INSTRUCTIONS TO FOLLOW: Check the entries below and say how many lines include the word "crate". No other text is wanted.

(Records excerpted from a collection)
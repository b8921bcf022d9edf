//! Build executor: one clean build per invocation.

use std::collections::HashSet;
use std::path::{Path, PathBuf};
use std::sync::{Arc, Mutex};

use tracing::{info, instrument, warn};
use uuid::Uuid;

use crate::config::RepoConfig;
use crate::domain::{Arch, ArtifactSet, BuildArtifact, PackageKey};

use super::error::{BuildError, BuildResult};
use super::root::{BuildRoot, BuildRootProvider, PackageSpec, RootSlots};
use super::signer::Signer;

/// Builds packages in isolated roots and hands back immutable artifacts.
///
/// Every build starts from a reset root. On any failure the output directory
/// of that build is removed, so no partial artifact outlives the call.
/// Each (name, version, release, arch) tuple is produced at most once per
/// executor. `noarch` packages count once per target architecture, since
/// every arch's repository carries its own copy.
pub struct BuildExecutor {
    provider: Arc<dyn BuildRootProvider>,
    signer: Option<Arc<dyn Signer>>,
    slots: RootSlots,
    output_root: PathBuf,
    produced: Mutex<HashSet<(PackageKey, Arch)>>,
}

impl BuildExecutor {
    pub fn new(provider: Arc<dyn BuildRootProvider>, output_root: impl Into<PathBuf>, roots_per_arch: usize) -> Self {
        Self {
            provider,
            signer: None,
            slots: RootSlots::new(roots_per_arch),
            output_root: output_root.into(),
            produced: Mutex::new(HashSet::new()),
        }
    }

    pub fn with_signer(mut self, signer: Arc<dyn Signer>) -> Self {
        self.signer = Some(signer);
        self
    }

    /// Build `spec` for `arch`, resolving dependencies from `repos` only.
    #[instrument(skip(self, spec, arch, repos), fields(package = %spec.name, arch = %arch))]
    pub async fn build(&self, spec: &PackageSpec, arch: &Arch, repos: &[RepoConfig]) -> BuildResult<ArtifactSet> {
        let lease = self.slots.acquire(arch)?;
        let build_id = format!("{}-{}-{}", spec.name, arch, Uuid::new_v4().simple());
        let outdir = self.output_root.join(&build_id);

        let mut root = self.provider.create(arch, lease.slot(), repos)?;
        root.reset().await?;
        tokio::fs::create_dir_all(&outdir).await?;
        let mut guard = OutputGuard::new(&outdir);

        let result = async {
            let files = root.build(spec, &outdir).await?;
            let set = collect(root.as_mut(), &build_id, &spec.name, arch, &files).await?;
            self.sign_all(set).await
        }
        .await;

        let set = match result {
            Ok(set) => set,
            Err(e) => {
                warn!(build_id = %build_id, error = %e, "build failed; discarding output");
                drop(guard);
                if let Err(reset) = root.reset().await {
                    warn!(build_id = %build_id, error = %reset, "build root reset after failure failed");
                }
                return Err(e);
            }
        };

        self.register(&set, arch)?;
        guard.keep();

        info!(
            build_id = %build_id,
            binaries = set.binaries.len(),
            signed = set.iter().all(BuildArtifact::is_signed),
            "build succeeded"
        );
        Ok(set)
    }

    /// Remove the output directory of a finished build once its artifacts
    /// have been published and archived, or abandoned.
    pub async fn release(&self, set: &ArtifactSet) {
        let dir = self.output_root.join(&set.build_id);
        if let Err(e) = tokio::fs::remove_dir_all(&dir).await {
            if e.kind() != std::io::ErrorKind::NotFound {
                warn!(dir = %dir.display(), error = %e, "failed to release build output");
            }
        }
    }

    async fn sign_all(&self, set: ArtifactSet) -> BuildResult<ArtifactSet> {
        let Some(signer) = &self.signer else {
            return Ok(set);
        };
        let source = match set.source {
            Some(a) => Some(signer.sign(a).await?),
            None => None,
        };
        let mut binaries = Vec::with_capacity(set.binaries.len());
        for artifact in set.binaries {
            binaries.push(signer.sign(artifact).await?);
        }
        Ok(ArtifactSet {
            build_id: set.build_id,
            source,
            binaries,
        })
    }

    fn register(&self, set: &ArtifactSet, target: &Arch) -> BuildResult<()> {
        let mut produced = self.produced.lock().unwrap_or_else(|p| p.into_inner());
        let tuple = |a: &BuildArtifact| (a.key.clone(), target.clone());
        if let Some(dup) = set.iter().find(|a| produced.contains(&tuple(a))) {
            return Err(BuildError::DuplicateArtifact(dup.key.clone()));
        }
        produced.extend(set.iter().map(tuple));
        Ok(())
    }
}

async fn collect(
    root: &mut dyn BuildRoot,
    build_id: &str,
    package: &str,
    arch: &Arch,
    files: &[PathBuf],
) -> BuildResult<ArtifactSet> {
    let mut set = ArtifactSet {
        build_id: build_id.to_string(),
        ..ArtifactSet::default()
    };
    for file in files {
        let artifact = root.describe(file, build_id).await?;
        if artifact.is_source() {
            set.source = Some(artifact);
        } else if artifact.key.arch.installs_on(arch) {
            set.binaries.push(artifact);
        } else {
            warn!(file = %file.display(), target = %arch, "ignoring rpm for another architecture");
        }
    }
    if set.binaries.is_empty() {
        return Err(BuildError::CompileFailed {
            package: package.to_string(),
            detail: "build produced no binary rpms".into(),
        });
    }
    Ok(set)
}

/// Removes a build's output directory unless told to keep it. Also covers a
/// build future dropped mid-flight.
struct OutputGuard {
    dir: PathBuf,
    keep: bool,
}

impl OutputGuard {
    fn new(dir: &Path) -> Self {
        Self {
            dir: dir.to_path_buf(),
            keep: false,
        }
    }

    fn keep(&mut self) {
        self.keep = true;
    }
}

impl Drop for OutputGuard {
    fn drop(&mut self) {
        if self.keep {
            return;
        }
        if let Err(e) = std::fs::remove_dir_all(&self.dir) {
            if e.kind() != std::io::ErrorKind::NotFound {
                warn!(dir = %self.dir.display(), error = %e, "failed to remove build output");
            }
        }
    }
}

#[cfg(test)]
mod tests {
    use super::*;
    use crate::fakes::{FakeBuildRoot, FakeSigner};

    fn arch() -> Arch {
        "x86_64".parse().unwrap()
    }

    fn spec() -> PackageSpec {
        PackageSpec::new("foo", "/src/foo.spec", "/src")
    }

    #[tokio::test]
    async fn builds_and_signs() {
        let dir = tempfile::tempdir().unwrap();
        let provider = Arc::new(FakeBuildRoot::new().produces("foo", "1.0", "1"));
        let exec = BuildExecutor::new(provider.clone(), dir.path(), 1)
            .with_signer(Arc::new(FakeSigner::new("KEY1")));
        let set = exec.build(&spec(), &arch(), &[]).await.unwrap();
        assert_eq!(set.binaries.len(), 1);
        assert!(set.source.is_some());
        assert!(set.iter().all(BuildArtifact::is_signed));
        assert!(set.binaries[0].path.exists());
        assert_eq!(provider.resets(), 1);
    }

    #[tokio::test]
    async fn epoch_comes_from_the_package_not_its_file_name() {
        let dir = tempfile::tempdir().unwrap();
        let provider = Arc::new(FakeBuildRoot::new().produces_with_epoch("foo", 1, "1.0", "1"));
        let exec = BuildExecutor::new(provider, dir.path(), 1);
        let set = exec.build(&spec(), &arch(), &[]).await.unwrap();
        let key = &set.binaries[0].key;
        assert_eq!(key.evr.epoch, 1);
        assert_eq!(key.file_name(), "foo-1.0-1.x86_64.rpm");
        assert!(key.evr > crate::domain::Evr::new(0, "2.0", "1"));
    }

    #[tokio::test]
    async fn failed_build_leaves_nothing_behind() {
        let dir = tempfile::tempdir().unwrap();
        let provider = Arc::new(FakeBuildRoot::new().failing_with_dependency("libbar-devel"));
        let exec = BuildExecutor::new(provider.clone(), dir.path(), 1);
        let err = exec.build(&spec(), &arch(), &[]).await.unwrap_err();
        assert!(matches!(err, BuildError::DependencyUnresolved { .. }));
        assert_eq!(std::fs::read_dir(dir.path()).unwrap().count(), 0);
        assert_eq!(provider.resets(), 2);
    }

    #[tokio::test]
    async fn sign_failure_discards_output() {
        let dir = tempfile::tempdir().unwrap();
        let provider = Arc::new(FakeBuildRoot::new().produces("foo", "1.0", "1"));
        let exec = BuildExecutor::new(provider, dir.path(), 1).with_signer(Arc::new(FakeSigner::failing()));
        let err = exec.build(&spec(), &arch(), &[]).await.unwrap_err();
        assert!(matches!(err, BuildError::SignFailed(_)));
        assert_eq!(std::fs::read_dir(dir.path()).unwrap().count(), 0);
    }

    #[tokio::test]
    async fn same_tuple_is_produced_once() {
        let dir = tempfile::tempdir().unwrap();
        let provider = Arc::new(FakeBuildRoot::new().produces("foo", "1.0", "1"));
        let exec = BuildExecutor::new(provider, dir.path(), 1);
        exec.build(&spec(), &arch(), &[]).await.unwrap();
        let err = exec.build(&spec(), &arch(), &[]).await.unwrap_err();
        assert!(matches!(err, BuildError::DuplicateArtifact(_)));
    }

    #[tokio::test]
    async fn busy_root_is_reported_immediately() {
        let dir = tempfile::tempdir().unwrap();
        let provider = Arc::new(FakeBuildRoot::new().produces("foo", "1.0", "1"));
        let exec = BuildExecutor::new(provider, dir.path(), 1);
        let _held = exec.slots.acquire(&arch()).unwrap();
        let err = exec.build(&spec(), &arch(), &[]).await.unwrap_err();
        assert!(matches!(err, BuildError::RootBusy { .. }));
    }

    #[tokio::test]
    async fn release_removes_output() {
        let dir = tempfile::tempdir().unwrap();
        let provider = Arc::new(FakeBuildRoot::new().produces("foo", "1.0", "1"));
        let exec = BuildExecutor::new(provider, dir.path(), 1);
        let set = exec.build(&spec(), &arch(), &[]).await.unwrap();
        assert!(set.binaries[0].path.exists());
        exec.release(&set).await;
        assert_eq!(std::fs::read_dir(dir.path()).unwrap().count(), 0);
        exec.release(&set).await;
    }

    #[tokio::test]
    async fn cancelled_build_leaves_nothing_behind() {
        let dir = tempfile::tempdir().unwrap();
        let provider = Arc::new(
            FakeBuildRoot::new()
                .produces("foo", "1.0", "1")
                .with_delay(std::time::Duration::from_secs(60)),
        );
        let exec = BuildExecutor::new(provider.clone(), dir.path(), 1);
        let res = tokio::time::timeout(
            std::time::Duration::from_millis(50),
            exec.build(&spec(), &arch(), &[]),
        )
        .await;
        assert!(res.is_err());
        assert_eq!(provider.active_builds(), 0);
        assert_eq!(std::fs::read_dir(dir.path()).unwrap().count(), 0);
        assert!(exec.slots.acquire(&arch()).is_ok());
    }
}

RESULT OF THE TASK: 4